Halting the growth of melanoma tumors by targeting the MIC-1 protein that promotes blood vessel development in tumors may lead to better treatment of this invasive and deadly cancer, according to Penn State College of Medicine researchers in The Foreman Foundation Research Laboratory.
"Preventing vessels from developing in tumors is one way to stop them from growing," said lead author Gavin Robertson, Ph.D., professor of pharmacology, pathology, dermatology and surgery. "However, the identity of the proteins secreted by tumors cells enabling the angiogenesis process to occur remains to be determined." Angiogenesis is the growth of new blood vessels from existing ones surrounding the growing tumor mass.
Tumors start as clusters of cells that transport nutrition and waste through cell walls as well as into and out of gaps between cells. This process is inefficient and provides poor nutrition to the cells in the interior of a growing tumor. As a result, the tumor mass cannot grow.
Tumor cells overcome this obstacle by secreting proteins that interact with blood vessels surrounding the tumor, causing formation of new vessels from these existing ones. The new vessels grow into the tumor to provide nutrition and remove waste. Angiogenesis leads to the formation of a fully functioning vascular structure that supplies the needed nutrition and removes cell waste, allowing tumors to grow.

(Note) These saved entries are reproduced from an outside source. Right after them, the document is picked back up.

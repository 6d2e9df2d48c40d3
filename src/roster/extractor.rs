//! Reads roster rows from a spreadsheet tab

use super::record::{SourceRecord, cell_to_string};
use crate::client::SheetsApi;
use crate::error::RosterError;
use crate::etl::Extractor;
use eyre::Result;
use serde_json::Value;
use std::collections::BTreeSet;

/// Extractor for the rows of one spreadsheet tab
///
/// The first row is the header. Every following row becomes a [`SourceRecord`] keyed
/// by header name, with missing trailing cells filled with empty strings.
///
/// # Example
/// ```
/// use moodle_roster::client::MemorySheets;
/// use moodle_roster::etl::Extractor;
/// use moodle_roster::roster::TabExtractor;
/// use serde_json::json;
///
/// # async fn example() -> eyre::Result<()> {
/// let sheets = MemorySheets::new().with_tab(
///     "CARGAS",
///     "Turma",
///     vec![vec![json!("CPF"), json!("Nome")], vec![json!("123")]],
/// );
/// let rows = TabExtractor::new(&sheets, "CARGAS", "Turma").extract().await?;
/// assert_eq!(rows[0].get("Nome"), Some(&json!("")));
/// # Ok(())
/// # }
/// ```
pub struct TabExtractor<'a, C> {
    client: &'a C,
    spreadsheet: String,
    tab: String,
}

impl<'a, C: SheetsApi> TabExtractor<'a, C> {
    pub fn new(client: &'a C, spreadsheet: impl Into<String>, tab: impl Into<String>) -> Self {
        Self {
            client,
            spreadsheet: spreadsheet.into(),
            tab: tab.into(),
        }
    }
}

impl<C: SheetsApi> Extractor for TabExtractor<'_, C> {
    type Item = SourceRecord;

    async fn extract(&self) -> Result<Vec<Self::Item>> {
        log::debug!("Opening spreadsheet '{}'", self.spreadsheet);
        let spreadsheet = self.client.open(&self.spreadsheet).await?;

        if !spreadsheet.has_tab(&self.tab) {
            return Err(RosterError::TabNotFound {
                spreadsheet: self.spreadsheet.clone(),
                tab: self.tab.clone(),
            }
            .into());
        }

        let values = self.client.values(&spreadsheet, &self.tab).await?;
        let records = records_from_values(values)?;

        log::info!(
            "Read {} row(s) from '{}' / '{}'",
            records.len(),
            self.spreadsheet,
            self.tab
        );
        Ok(records)
    }
}

/// Zip value rows against the header row.
///
/// Columns with a blank header are skipped. A header naming the same column twice is
/// rejected because the rows could not be keyed unambiguously.
pub fn records_from_values(values: Vec<Vec<Value>>) -> Result<Vec<SourceRecord>> {
    let mut rows = values.into_iter();
    let Some(header) = rows.next() else {
        return Ok(Vec::new());
    };

    let header: Vec<String> = header.iter().map(cell_to_string).collect();
    let mut seen = BTreeSet::new();
    for name in header.iter().filter(|h| !h.is_empty()) {
        if !seen.insert(name.as_str()) {
            eyre::bail!("Header row contains duplicate column '{}'", name);
        }
    }

    let records: Vec<SourceRecord> = rows
        .map(|row| {
            let mut cells = row.into_iter();
            header
                .iter()
                .map(|name| {
                    let value = cells
                        .next()
                        .unwrap_or_else(|| Value::String(String::new()));
                    (name, value)
                })
                .filter(|(name, _)| !name.is_empty())
                .map(|(name, value)| (name.clone(), value))
                .collect()
        })
        .collect();

    Ok(records)
}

By targeting the proteins that lead to angiogenesis, tumor growth can be halted. In the past, the protein VEGF was identified as a major factor in this process. However, targeting VEGF alone does not prevent tumor development in melanoma patients. The researchers looked for other proteins involved in angiogenesis and ultimately discovered MIC-1 as a regulator of this process.
The researchers reported in the American Journal of Pathology that MIC-1 is present in levels five to six times higher in 67 percent of melanoma patients compared to people without cancer.
"This suggests that the MIC-1 protein produced and secreted by these tumors might be performing an important role in the development of melanoma by controlling a key process outside of the tumor," Robertson said.
MIC-1 stands for macrophage inhibitory cytokine-1, a member of a group of proteins that regulate cellular proliferation, migration, adhesion and immune surveillance. It was originally discovered to be associated with regulating inflammation.
By targeting MIC-1, protein levels dropped 300 to 400 percent in animal and human tissue samples, preventing blood vessel formation and decreasing tumor development by about 300 percent.
"Therapies removing MIC-1 from the blood of patients could be used to prevent tumor vessel development," says Robertson "and as a result, the tumors would not be able to get bigger because of a lack of needed nutrition and removal of toxic cell waste products. Thus, a drug performing the job of MIC-1 removal would be an important part of a therapeutic arsenal of agents to more effectively treat melanoma."
Working with Robertson are graduate students Sung Jin Huh and Chin-Ying Chung, Department of Pharmacology; and Arati Sharma, Ph.D., assistant professor, Department of Pharmacology.
The National Institutes of Health, American Cancer Society and The Foreman Foundation for Melanoma Research funded this research.